Martin has gone legit insane and is willing to have them all die from pneumonia if that’s what it takes to feel closer to his family. It is at this very moment that the grubbiest looking news van and crew pull up looking for the ‘toilet guy’ and think the whole ordeal may have hit him a little harder than they first thought.

Indoors Martin is trying to convince his children that they are all slaves to oil until his wife, Jackie, has truly had enough and rips his dumb ass hat off his head to make sure he hears her when she shouts at him to turn the heating back on. The woman just wants to go Christmas shopping (a bit late, if you ask me) and not have a husband who is related to a batshit insane survivalist.

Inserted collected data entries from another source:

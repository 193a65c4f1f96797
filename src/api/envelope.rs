//! Purpose: Wire shapes and URL handling for the `/process` exchange.
//! Exports: `ProcessRequest`, `encode_request`, `decode_response`, URL helpers (crate-private).
//! Role: Keeps serde/url details out of the client's call path.
//! Invariants: The envelope always carries exactly `data`, `license`, and `tier`.
//! Invariants: `data` is serialized as given; nothing is normalized or dropped.
use crate::core::error::{Error, ErrorKind};
use serde::Serialize;
use serde::de::DeserializeOwned;
use std::io::Read;
use url::Url;

type ApiResult<T> = Result<T, Error>;

const PROCESS_SEGMENT: &str = "process";

#[derive(Serialize)]
pub(crate) struct ProcessRequest<'a, T: ?Sized> {
    pub data: &'a T,
    pub license: &'a str,
    pub tier: &'a str,
}

pub(crate) fn encode_request<T>(data: &T, license: &str, tier: &str) -> ApiResult<String>
where
    T: Serialize + ?Sized,
{
    let request = ProcessRequest {
        data,
        license,
        tier,
    };
    serde_json::to_string(&request).map_err(|err| {
        Error::new(ErrorKind::Serialization)
            .with_message("failed to encode request json")
            .with_source(err)
    })
}

/// Decodes one JSON document from `reader`, reading it to the end.
///
/// I/O failures while reading are transport errors; everything else,
/// including trailing bytes after the document, is a decode error.
pub(crate) fn decode_response<R, B>(reader: B) -> ApiResult<R>
where
    R: DeserializeOwned,
    B: Read,
{
    serde_json::from_reader(reader).map_err(|err| {
        if err.is_io() {
            Error::new(ErrorKind::Transport)
                .with_message("failed to read response body")
                .with_source(err)
        } else {
            Error::new(ErrorKind::Deserialization)
                .with_message("invalid response json")
                .with_source(err)
        }
    })
}

pub(crate) fn normalize_base_url(raw: &str) -> ApiResult<Url> {
    let mut url = Url::parse(raw).map_err(|err| {
        Error::new(ErrorKind::Configuration)
            .with_message("invalid api endpoint url")
            .with_source(err)
    })?;
    let scheme = url.scheme();
    if scheme != "http" && scheme != "https" {
        return Err(Error::new(ErrorKind::Configuration)
            .with_message("api endpoint must use http or https scheme"));
    }
    if url.host_str().is_none_or(str::is_empty) {
        return Err(Error::new(ErrorKind::Configuration).with_message("api endpoint has no host"));
    }
    url.set_query(None);
    url.set_fragment(None);
    Ok(url)
}

/// Appends `/process` to the endpoint path, keeping any base path.
pub(crate) fn process_url(base_url: &Url) -> ApiResult<Url> {
    let mut url = base_url.clone();
    {
        let mut path = url.path_segments_mut().map_err(|_| {
            Error::new(ErrorKind::Configuration).with_message("api endpoint cannot be a base")
        })?;
        path.pop_if_empty();
        path.push(PROCESS_SEGMENT);
    }
    Ok(url)
}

Martin: “I used to love Christmas! Where did it go!? But now Christmas is just another excuse for everyone to melt their credit cards, go further into debt and then expect me to fix it!”

Me: “Ohhhhh so that’s what this is about.”

Wanting to save her children from certain death she gathers them up in order to escape this hell hole and I can only presume she will run into the news crew as she leaves the house. The news crew have much bigger fish to fry out on the street, though.

Old Neighbour: “What do you two bozos think you’re doing!?”

Camera Guy: “We came to do a story on your neighbour.”

Old Neighbour: “Why!? He’s an idiot!”

Me: “Just… glorious.”

The crew don’t have too long to try and get the scoop on how it feels to get hit by a toilet because our old neighbour has already called the cops on Martin. Apparently she didn’t appreciate his work as much as I first thought… But fair enough, she thinks his family is being held hostage and she has taken action! It’s only going to look good for Martin when they see him arranging the living room furniture in order for him to set up their new sleeping quarters.

The real irony here is that Martin is going around screaming at his family for being too suggestible to technology and modern life when, after one DVD and a booklet, he has tried to lock his entire family in the house for three days and worry about things like not knowing how socks are made. As Martin is sat, alone, in his living room and surrounded by camping gear he hears a police siren outside.

The man was supposed to have blacked out the windows but, for the purposes of the film, he apparently forgot one so he could look out between the blinds and see his family – escaping the house via the garage – being herded away by an armed SWAT team before turning the guns on the house. When an army official asks Martin to leave the house via the front door he decides to do so whilst holding a frying pan up like a weapon. Good job the local news crew was there to watch this man get tied up on his lawn and accused of holding his family hostage.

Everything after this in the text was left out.